Berlin taz | Jeder Jude soll sich hier in Sicherheit fühlen dürfen“, ruft
Imam Taha Sabri auf seiner hölzernen Kanzel, an seine Gemeinde gerichtet.
„Jeder Palästinenser soll sich hier sicher fühlen dürfen.“ Und
unmissverständlich stellt er klar: „Wir verurteilen die Angriffe auf
jüdische Einrichtungen in Berlin“ sowie „alle Versuche, das friedliche
Zusammenleben in Berlin zu stören.“
Einige hundert Männer unterschiedlicher Herkünfte und Altersstufen drängen
sich an diesem Freitag im Gebetssaal der Dar-Assalam-Moschee in Berlin,
einem Backsteinbau im Norden des Einwandererbezirks Neukölln in der Nähe
des ehemaligen Flughafenfelds, um ihm beim Freitagsgebet zu lauschen. Sie
sind ein Spiegelbild der Bezirks: Einige der jungen Männer tragen schicke
schwarze Jacketts, andere Rapper-Sportswear, einige wenige haben sich eine
Kufiya, das palästinensische Halstuch, umgebunden. Die Frauen sitzen auf
einer Empore, in einem getrennten Bereich. Die meisten Männer im Saal sind
allerdings sichtbar älter, einige längst Rentner. Viele haben Pullover und
Mäntel an. Denn draußen ist es kalt geworden, und es regnet.

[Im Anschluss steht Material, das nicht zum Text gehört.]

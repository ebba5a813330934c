#![forbid(unsafe_code)]

pub mod generator;
pub mod model;
pub mod options;
pub mod rules;
pub mod scoring;
pub mod time;

pub use time::Clock;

Bevor er mit seinem Headset und im weißen Gewand auf die Kanzel gestiegen
war, hatte Taha Sabri noch gesagt: „Ich fühle mich wie in einem Boot auf
einem stürmischen Meer. Die Wellen schlagen von allen Seiten hoch.“ Der
57-Jährige wirkt müde und blass, er ist gesundheitlich angeschlagen. Aber
er weiß: „Wir tragen eine große Verantwortung. Alle Seiten erwarten etwas
von mir – meine Gemeinde, die Öffentlichkeit.“
Deshalb eilt er von Termin zu Termin und versucht, die Wogen zu glätten.
„Trösten, beruhigen, Gesicht zeigen, verurteilen“, sagt er. Zusammen mit 22
weiteren Berliner Imamen hat er wenige Tage nach dem Angriff der Hamas und
dem [1][Jubel einiger Dutzend Jugendlicher auf Neuköllner Straßen] eine
schriftlichen Erklärung verfasst. „Mord, Hass und Gewalt dürfen niemals
geduldet oder gar bejubelt werden“, heißt es darin. „Unsere Gedanken und
Gebete sind bei den Opfern und Angehörigen der Terrorakte und der
Vergeltungsschläge.“
[2][Seit die Hamas vor knapp zwei Wochen ihren Großangriff auf Israel
startete], über 1.400 Menschen ermordete und rund 200 als Geiseln
entführte, hat Sabri alle Hände voll zu tun. Denn Israels Armee reagierte
mit großer Härte, ließ Tausende Bomben auf den Gazastreifen regnen und
schnitt die ohnehin schon abgeriegelte Enklave erst recht von der Außenwelt
ab. Kein Wasser, Strom oder Benzin durften zeitweise dorthin gelangen. Über
4.000 Menschen im Gazastreifen sind in diesem Krieg nach offiziellen
Angaben bereits ums Leben gekommen.
[3][Vor dem Grenzübergang in Ägypten stauten sich Lkw-Kolonnen mit Lebens-
und Arzneimitteln], bis diesen Samstag die ersten 20 von ihnen die von
Israel und Ägypten kontrollierte Grenze passieren durften. Das alles nimmt
Taha Sabri und viele Menschen in seiner Gemeinde stark mit. Manche haben
Verwandte, Angehörige und Freunde verloren, die im Gazastreifen leben.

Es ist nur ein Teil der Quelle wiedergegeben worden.